Dedicated yoga practitioners especially, benefit from adding variety or “cross-training” into their weekly regimen. We often resonate with one particular style of yoga and even defend why it “reigns superior” over other styles.
However, the more one feels at home with a particular style, the more they need to change it up and utilize opposing muscle groups while resting the overused areas and/or shift the frequency and intensity at least once a week.
Not only will the change do a body good, but you will also keep your mind fresh and open to new ideas—minimizing your chances of getting bored and allowing your practice to stay more regular.
Practice Yoga in the NOW and Live in The Moment
Injury and illness, our least favorite teachers, often give us no other alternative than to sit still with ourselves and observe the healing process in action.

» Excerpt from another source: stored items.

// SPDX-FileCopyrightText: 2025-2026 Zexin Yuan <aim@yzx9.xyz>
//
// SPDX-License-Identifier: Apache-2.0

use std::{error::Error, ffi::OsString, path::PathBuf};

use clap::{ArgMatches, Command, ValueHint, arg, builder::styling, crate_version, value_parser};
use colored::Colorize;
use timeslot_core::APP_NAME;
use tracing_subscriber::EnvFilter;

use crate::cmd_layout::CmdLayout;
use crate::cmd_slots::CmdSlots;
use crate::config::parse_config;

/// Run the timeslot command-line interface.
pub async fn run() -> Result<(), Box<dyn Error>> {
    tracing_subscriber::fmt()
        .with_env_filter(
            EnvFilter::try_from_default_env().unwrap_or_else(|_| EnvFilter::new("warn")),
        )
        .with_writer(std::io::stderr)
        .init();

    match Cli::parse() {
        Ok(cli) => {
            if let Err(e) = cli.run().await {
                println!("{} {}", "Error:".red(), e);
            }
        }
        Err(e) => println!("{} {}", "Error:".red(), e),
    };
    Ok(())
}

/// Command-line interface
#[derive(Debug)]
pub struct Cli {
    /// Path to the configuration file
    pub config: Option<PathBuf>,

    /// The command to execute
    pub command: Commands,
}

impl Cli {
    /// Create the command-line interface
    pub fn command() -> Command {
        const STYLES: styling::Styles = styling::Styles::styled()
            .header(styling::AnsiColor::Green.on_default().bold())
            .usage(styling::AnsiColor::Green.on_default().bold())
            .literal(styling::AnsiColor::Blue.on_default().bold())
            .placeholder(styling::AnsiColor::Cyan.on_default());

        Command::new(APP_NAME)
            .about("Inspect calendar view slots and overlap layouts.")
            .author("Zexin Yuan <aim@yzx9.xyz>")
            .version(crate_version!())
            .styles(STYLES)
            .subcommand_required(false) // allow default to slots
            .arg_required_else_help(false)
            .arg(
                arg!(-c --config [CONFIG] "Path to the configuration file")
                    .long_help(
                        "\
Path to the configuration file. Defaults to $TIMESLOT_CONFIG, then \
$XDG_CONFIG_HOME/timeslot/config.toml on Linux and MacOS, \
%APPDATA%/timeslot/config.toml on Windows.",
                    )
                    .value_parser(value_parser!(PathBuf))
                    .value_hint(ValueHint::FilePath),
            )
            .subcommand(CmdSlots::command())
            .subcommand(CmdLayout::command())
    }

    /// Parse the command-line arguments
    pub fn parse() -> Result<Self, Box<dyn Error>> {
        let commands = Self::command();
        let matches = commands.get_matches();
        Self::from(matches)
    }

    /// Parse the specified arguments
    pub fn try_parse_from<I, T>(args: I) -> Result<Self, Box<dyn Error>>
    where
        I: IntoIterator<Item = T>,
        T: Into<OsString> + Clone,
    {
        let commands = Self::command();
        let matches = commands.try_get_matches_from(args)?;
        Self::from(matches)
    }

    /// Create a CLI instance from the `ArgMatches`
    pub fn from(matches: ArgMatches) -> Result<Self, Box<dyn Error>> {
        use Commands::*;
        let command = match matches.subcommand() {
            Some((CmdSlots::NAME, matches)) => Slots(CmdSlots::from(matches)),
            Some((CmdLayout::NAME, matches)) => Layout(CmdLayout::from(matches)),
            None => Slots(CmdSlots::default()),
            Some((name, _)) => return Err(format!("Unknown command: {name}").into()),
        };

        let config = matches.get_one("config").cloned();
        Ok(Cli { config, command })
    }

    /// Run the command
    pub async fn run(self) -> Result<(), Box<dyn Error>> {
        self.command.run(self.config).await
    }
}

/// The commands available in the CLI
#[derive(Debug, Clone)]
pub enum Commands {
    /// Show the slots of a view
    Slots(CmdSlots),

    /// Lay out overlapping items
    Layout(CmdLayout),
}

impl Commands {
    /// Run the command with the given configuration
    pub async fn run(self, config: Option<PathBuf>) -> Result<(), Box<dyn Error>> {
        match self {
            Commands::Slots(a) => {
                tracing::debug!("parsing configuration...");
                let config = parse_config(config).await?;
                a.run(&config)
            }
            Commands::Layout(a) => a.run().await,
        }
    }
}
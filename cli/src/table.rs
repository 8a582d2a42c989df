// SPDX-FileCopyrightText: 2025-2026 Zexin Yuan <aim@yzx9.xyz>
//
// SPDX-License-Identifier: Apache-2.0

use std::{borrow::Cow, fmt};

use colored::{Color, Colorize};
use unicode_width::UnicodeWidthStr;

/// A column of a [`Table`] rendering rows of type `T`.
pub trait TableColumn<T> {
    fn name(&self) -> Cow<'_, str>;

    fn format<'a>(&self, data: &'a T) -> Cow<'a, str>;

    fn padding_direction(&self) -> PaddingDirection {
        PaddingDirection::Left
    }

    fn color(&self, _data: &T) -> Option<Color> {
        None
    }
}

#[derive(Debug, Clone, Copy, PartialEq, Eq)]
pub enum PaddingDirection {
    Left,
    Right,
}

/// A plain text table with a bold header row and width-aligned cells.
#[derive(Debug)]
pub struct Table<'a, T, C: TableColumn<T>> {
    columns: &'a [C],
    data: &'a [T],
    separator: &'a str,
}

impl<'a, T, C: TableColumn<T>> Table<'a, T, C> {
    pub fn new(columns: &'a [C], data: &'a [T]) -> Self {
        Self {
            columns,
            data,
            separator: "  ",
        }
    }

    fn rows(&self) -> Vec<Vec<Cow<'a, str>>> {
        self.data
            .iter()
            .map(|row| self.columns.iter().map(|col| col.format(row)).collect())
            .collect()
    }
}

impl<T, C: TableColumn<T>> fmt::Display for Table<'_, T, C> {
    fn fmt(&self, f: &mut fmt::Formatter<'_>) -> fmt::Result {
        let header: Vec<Cow<'_, str>> = self.columns.iter().map(|col| col.name()).collect();
        let rows = self.rows();
        let widths = column_widths(&header, &rows);
        let last = self.columns.len().saturating_sub(1);

        for (i, (col, name)) in self.columns.iter().zip(&header).enumerate() {
            let cell = pad(name, widths[i], col.padding_direction(), i == last);
            write!(f, "{}", cell.bold())?;
            write_delimiter(f, i == last, self.separator)?;
        }

        for (row, cells) in self.data.iter().zip(rows) {
            for (i, (col, cell)) in self.columns.iter().zip(cells).enumerate() {
                let cell = pad(&cell, widths[i], col.padding_direction(), i == last);
                match col.color(row) {
                    Some(color) => write!(f, "{}", cell.color(color))?,
                    None => write!(f, "{cell}")?,
                }
                write_delimiter(f, i == last, self.separator)?;
            }
        }
        Ok(())
    }
}

fn write_delimiter(f: &mut fmt::Formatter<'_>, last: bool, separator: &str) -> fmt::Result {
    if last {
        writeln!(f)
    } else {
        write!(f, "{separator}")
    }
}

fn pad(cell: &str, width: usize, direction: PaddingDirection, last: bool) -> String {
    let fill = " ".repeat(width.saturating_sub(cell.width()));
    match direction {
        // Last column does not need padding if it's left-aligned
        PaddingDirection::Left if last => cell.to_string(),
        PaddingDirection::Left => format!("{cell}{fill}"),
        PaddingDirection::Right => format!("{fill}{cell}"),
    }
}

fn column_widths(header: &[Cow<'_, str>], rows: &[Vec<Cow<'_, str>>]) -> Vec<usize> {
    let mut widths: Vec<usize> = header.iter().map(|name| name.width()).collect();
    for row in rows {
        for (width, cell) in widths.iter_mut().zip(row) {
            *width = (*width).max(cell.width());
        }
    }
    widths
}
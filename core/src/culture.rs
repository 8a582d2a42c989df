// SPDX-FileCopyrightText: 2025-2026 Zexin Yuan <aim@yzx9.xyz>
//
// SPDX-License-Identifier: Apache-2.0

use chrono::{Datelike, Month, NaiveDate, TimeDelta, Weekday};

use crate::SlotError;

const ENGLISH_DAY_NAMES: [&str; 7] = ["Mon", "Tue", "Wed", "Thu", "Fri", "Sat", "Sun"];

/// Locale-dependent settings consumed by the slot builders.
#[derive(Debug, Clone, PartialEq, Eq, serde::Serialize, serde::Deserialize)]
pub struct Culture {
    /// The day a calendar week starts on.
    pub first_day_of_week: Weekday,

    /// Full month names, January first.
    pub month_names: [String; 12],

    /// Abbreviated day names, Monday first.
    pub abbreviated_day_names: [String; 7],
}

impl Default for Culture {
    fn default() -> Self {
        Self::invariant()
    }
}

impl Culture {
    /// English names with weeks starting on Sunday.
    pub fn invariant() -> Self {
        Self {
            first_day_of_week: Weekday::Sun,
            month_names: std::array::from_fn(|i| english_month_name(i).to_owned()),
            abbreviated_day_names: ENGLISH_DAY_NAMES.map(str::to_owned),
        }
    }

    /// English names with weeks starting on Monday, as in ISO 8601.
    pub fn iso() -> Self {
        Self::invariant().with_first_day_of_week(Weekday::Mon)
    }

    pub fn with_first_day_of_week(mut self, first_day_of_week: Weekday) -> Self {
        self.first_day_of_week = first_day_of_week;
        self
    }

    /// Replaces the month names, which must contain exactly twelve entries.
    pub fn with_month_names<I, S>(mut self, names: I) -> Result<Self, SlotError>
    where
        I: IntoIterator<Item = S>,
        S: Into<String>,
    {
        let names: Vec<String> = names.into_iter().map(Into::into).collect();
        let len = names.len();
        self.month_names = names
            .try_into()
            .map_err(|_| SlotError::InvalidCulture(format!("expected 12 month names, got {len}")))?;
        Ok(self)
    }

    /// Replaces the abbreviated day names, Monday first, which must contain exactly seven entries.
    pub fn with_day_names<I, S>(mut self, names: I) -> Result<Self, SlotError>
    where
        I: IntoIterator<Item = S>,
        S: Into<String>,
    {
        let names: Vec<String> = names.into_iter().map(Into::into).collect();
        let len = names.len();
        self.abbreviated_day_names = names
            .try_into()
            .map_err(|_| SlotError::InvalidCulture(format!("expected 7 day names, got {len}")))?;
        Ok(self)
    }

    /// The full name of a month, `month` being 1-based.
    pub fn month_name(&self, month: u32) -> &str {
        let index = (month.clamp(1, 12) - 1) as usize;
        &self.month_names[index]
    }

    pub fn day_name(&self, weekday: Weekday) -> &str {
        &self.abbreviated_day_names[weekday.num_days_from_monday() as usize]
    }

    /// Number of days between the start of the week and `date`, in `0..7`.
    pub fn days_from_week_start(&self, date: NaiveDate) -> u32 {
        let day = date.weekday().num_days_from_monday();
        let first = self.first_day_of_week.num_days_from_monday();
        (day + 7 - first) % 7
    }

    /// The most recent first day of the week on or before `date`.
    pub fn start_of_week(&self, date: NaiveDate) -> NaiveDate {
        date - TimeDelta::days(i64::from(self.days_from_week_start(date)))
    }

    /// The weekdays in display order, starting from the first day of the week.
    pub fn weekdays(&self) -> impl Iterator<Item = Weekday> {
        let first = self.first_day_of_week;
        (0..7).scan(first, |day, _| {
            let current = *day;
            *day = day.succ();
            Some(current)
        })
    }
}

#[expect(clippy::cast_possible_truncation)]
fn english_month_name(index: usize) -> &'static str {
    Month::try_from(index as u8 + 1).map_or("", |m| m.name())
}

#[cfg(test)]
mod tests {
    use super::*;

    fn date(y: i32, m: u32, d: u32) -> NaiveDate {
        NaiveDate::from_ymd_opt(y, m, d).unwrap()
    }

    #[test]
    fn invariant_culture_starts_on_sunday() {
        let culture = Culture::invariant();
        assert_eq!(culture.first_day_of_week, Weekday::Sun);
        assert_eq!(culture.month_name(1), "January");
        assert_eq!(culture.month_name(12), "December");
        assert_eq!(culture.day_name(Weekday::Wed), "Wed");
    }

    #[test]
    fn start_of_week_respects_first_day() {
        // 2025-01-15 is a Wednesday
        let wed = date(2025, 1, 15);
        assert_eq!(Culture::invariant().start_of_week(wed), date(2025, 1, 12));
        assert_eq!(Culture::iso().start_of_week(wed), date(2025, 1, 13));

        let saturday_first = Culture::invariant().with_first_day_of_week(Weekday::Sat);
        assert_eq!(saturday_first.start_of_week(wed), date(2025, 1, 11));
        assert_eq!(saturday_first.start_of_week(date(2025, 1, 11)), date(2025, 1, 11));
    }

    #[test]
    fn rejects_month_table_of_wrong_size() {
        let err = Culture::invariant()
            .with_month_names(["Jan", "Feb"])
            .unwrap_err();
        assert!(matches!(err, SlotError::InvalidCulture(_)));
        assert!(err.to_string().contains("got 2"));
    }

    #[test]
    fn replaces_month_names() {
        let names = [
            "janvier", "février", "mars", "avril", "mai", "juin", "juillet", "août", "septembre",
            "octobre", "novembre", "décembre",
        ];
        let culture = Culture::iso().with_month_names(names).unwrap();
        assert_eq!(culture.month_name(8), "août");
    }

    #[test]
    fn lists_weekdays_in_display_order() {
        let days: Vec<_> = Culture::iso().weekdays().collect();
        assert_eq!(days.first(), Some(&Weekday::Mon));
        assert_eq!(days.last(), Some(&Weekday::Sun));

        let days: Vec<_> = Culture::invariant().weekdays().collect();
        assert_eq!(days[0], Weekday::Sun);
        assert_eq!(days[1], Weekday::Mon);
        assert_eq!(days.len(), 7);
    }
}
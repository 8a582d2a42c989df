// SPDX-FileCopyrightText: 2025-2026 Zexin Yuan <aim@yzx9.xyz>
//
// SPDX-License-Identifier: Apache-2.0

use chrono::NaiveDate;

/// Errors raised while computing the slots of a view.
///
/// The layout engine has no error kind: it is total over any set of intervals.
#[non_exhaustive]
#[derive(Debug, Clone, PartialEq, Eq, thiserror::Error)]
pub enum SlotError {
    /// The supplied range does not have the length the view requires.
    ///
    /// This indicates boundaries computed by a different view, or a stale value.
    #[error(
        "invalid range {start}..{end}: expected {expected_days} days, got {actual_days} days"
    )]
    InvalidRange {
        /// Start of the supplied range.
        start: NaiveDate,

        /// End of the supplied range (exclusive).
        end: NaiveDate,

        /// Number of days the view requires.
        expected_days: i64,

        /// Number of days actually supplied.
        actual_days: i64,
    },

    /// A culture table is malformed, e.g. the wrong number of month names.
    #[error("invalid culture: {0}")]
    InvalidCulture(String),
}
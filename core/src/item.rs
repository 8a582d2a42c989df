// SPDX-FileCopyrightText: 2025-2026 Zexin Yuan <aim@yzx9.xyz>
//
// SPDX-License-Identifier: Apache-2.0

use chrono::NaiveDateTime;

/// A caller-owned item occupying the half-open interval `[start, end)`.
///
/// The layout engine only reads items, the payload is opaque to it.
#[derive(Debug, Clone, PartialEq, Eq, serde::Serialize, serde::Deserialize)]
pub struct SchedulerItem<T, Ts = NaiveDateTime> {
    /// Start of the item, inclusive.
    pub start: Ts,

    /// End of the item, exclusive.
    pub end: Ts,

    /// Arbitrary caller data.
    pub payload: T,
}

impl<T, Ts: Ord + Copy> SchedulerItem<T, Ts> {
    pub fn new(start: Ts, end: Ts, payload: T) -> Self {
        Self {
            start,
            end,
            payload,
        }
    }

    /// Whether the two items share at least one instant.
    ///
    /// Items that only touch at an endpoint do not overlap, and an empty item overlaps nothing.
    pub fn overlaps<U>(&self, other: &SchedulerItem<U, Ts>) -> bool {
        if self.is_degenerate() || other.is_degenerate() {
            return false;
        }
        self.start < other.end && other.start < self.end
    }

    /// Whether the item has zero or negative length.
    pub fn is_degenerate(&self) -> bool {
        self.start >= self.end
    }

    /// Whether the item intersects the half-open range `[start, end)`.
    pub fn intersects_range(&self, start: Ts, end: Ts) -> bool {
        self.start < end && start < self.end
    }
}
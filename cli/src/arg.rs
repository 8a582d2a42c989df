// SPDX-FileCopyrightText: 2025-2026 Zexin Yuan <aim@yzx9.xyz>
//
// SPDX-License-Identifier: Apache-2.0

use clap::{Arg, ArgMatches, ValueHint, arg, value_parser};
use timeslot_core::{MAX_SUBDIVISIONS, ViewMode};

use crate::util::OutputFormat;

#[derive(Debug, Clone, Copy)]
pub struct CommonArgs;

impl CommonArgs {
    pub fn output_format() -> Arg {
        arg!(--"output-format" <FORMAT> "Output format")
            .value_parser(value_parser!(OutputFormat))
            .default_value("table")
    }

    pub fn get_output_format(matches: &ArgMatches) -> OutputFormat {
        matches
            .get_one("output-format")
            .copied()
            .unwrap_or(OutputFormat::Table)
    }
}

#[derive(Debug, Clone, Copy)]
pub struct ViewArgs;

impl ViewArgs {
    pub fn view() -> Arg {
        arg!([VIEW] "View mode, defaults to the configured one")
            .value_parser(value_parser!(ViewMode))
    }

    pub fn get_view(matches: &ArgMatches) -> Option<ViewMode> {
        matches.get_one("VIEW").copied()
    }

    pub fn date() -> Arg {
        arg!(-d --date <DATE> "Reference date (YYYY-MM-DD, 'today', 'tomorrow' or 'yesterday')")
    }

    pub fn get_date(matches: &ArgMatches) -> Option<String> {
        matches.get_one("date").cloned()
    }

    pub fn subdivisions() -> Arg {
        arg!(-s --subdivisions <N> "Slots per hour for the day, week and timeline views")
            .value_parser(value_parser!(u32).range(1..=i64::from(MAX_SUBDIVISIONS)))
    }

    pub fn get_subdivisions(matches: &ArgMatches) -> Option<u32> {
        matches.get_one("subdivisions").copied()
    }

    pub fn days() -> Arg {
        arg!(-n --days <DAYS> "Number of days listed by the agenda view")
            .value_parser(value_parser!(u32).range(1..))
    }

    pub fn get_days(matches: &ArgMatches) -> Option<u32> {
        matches.get_one("days").copied()
    }
}

#[derive(Debug, Clone, Copy)]
pub struct LayoutArgs;

impl LayoutArgs {
    pub fn file() -> Arg {
        arg!(<FILE> "JSON file holding an array of items with start, end and summary")
            .value_parser(value_parser!(std::path::PathBuf))
            .value_hint(ValueHint::FilePath)
    }

    pub fn get_file(matches: &ArgMatches) -> std::path::PathBuf {
        matches
            .get_one::<std::path::PathBuf>("FILE")
            .expect("file is required")
            .clone()
    }
}
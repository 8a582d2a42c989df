// SPDX-FileCopyrightText: 2025-2026 Zexin Yuan <aim@yzx9.xyz>
//
// SPDX-License-Identifier: Apache-2.0

use chrono::{NaiveDate, TimeDelta};

use crate::datetime::{days_between, days_in};
use crate::view::{clamp_subdivisions, hour_slots};
use crate::{Culture, Slot, SlotError};

const DAYS_PER_WEEK: i64 = 7;

/// Seven days starting on the culture's first day of week.
///
/// Slots are unlabeled, the day and hour axes are rendered by the caller. Each slot sits in
/// the column of its day (`0..7`) and the row `hour * subdivisions + sub`.
#[derive(Debug, Clone, Copy, PartialEq, Eq)]
pub struct WeekView {
    subdivisions: u32,
}

impl WeekView {
    pub fn new(subdivisions: u32) -> Self {
        Self {
            subdivisions: clamp_subdivisions(subdivisions),
        }
    }

    pub fn subdivisions(&self) -> u32 {
        self.subdivisions
    }

    pub fn start_date(&self, reference: NaiveDate, culture: &Culture) -> NaiveDate {
        culture.start_of_week(reference)
    }

    pub fn end_date(&self, reference: NaiveDate, culture: &Culture) -> NaiveDate {
        self.start_date(reference, culture) + TimeDelta::days(DAYS_PER_WEEK)
    }

    /// The slots of the week `[start, end)`.
    ///
    /// # Errors
    ///
    /// [`SlotError::InvalidRange`] if the range is not exactly seven days long.
    pub fn slots(
        &self,
        _culture: &Culture,
        start: NaiveDate,
        end: NaiveDate,
    ) -> Result<Vec<Slot>, SlotError> {
        let actual_days = days_between(start, end);
        if actual_days != DAYS_PER_WEEK {
            tracing::warn!(%start, %end, actual_days, "week view requires a range of 7 days");
            return Err(SlotError::InvalidRange {
                start,
                end,
                expected_days: DAYS_PER_WEEK,
                actual_days,
            });
        }

        let slots = days_in(start, end)
            .zip(0u32..)
            .flat_map(|(day, column)| {
                hour_slots(day, self.subdivisions).map(move |s| {
                    Slot::new("", s.start, s.end).with_grid(Some(s.index), Some(column))
                })
            })
            .collect();
        Ok(slots)
    }
}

Anybody who has recovered from ANY injury knows that these lessons will remain long after the body has repaired itself. If you suffer from an injury right now or anytime in your future, remember this inevitable truth:
No matter how much your pain dominates your life in this moment, change will happen, and you will heal.~Judy Rukat
When you return to your mat, you will practice differently—with less fear and more surrender because injury always brings us back to a beginner’s mind and reminds us to celebrate the joy that comes from taking a slow deep breath and connecting it to the flowing ease of simple movement.
Yoga right NOW means that you can practice for the sake of the practice without sacrificing awareness for ambition.
You can release past expectations (i.e all the poses you USED to do) as well as future hopes ( i.e all the poses you WANT to do) and make yourself fully present to this moment of SATYA (TRUTH). Let it go to let it FLOW.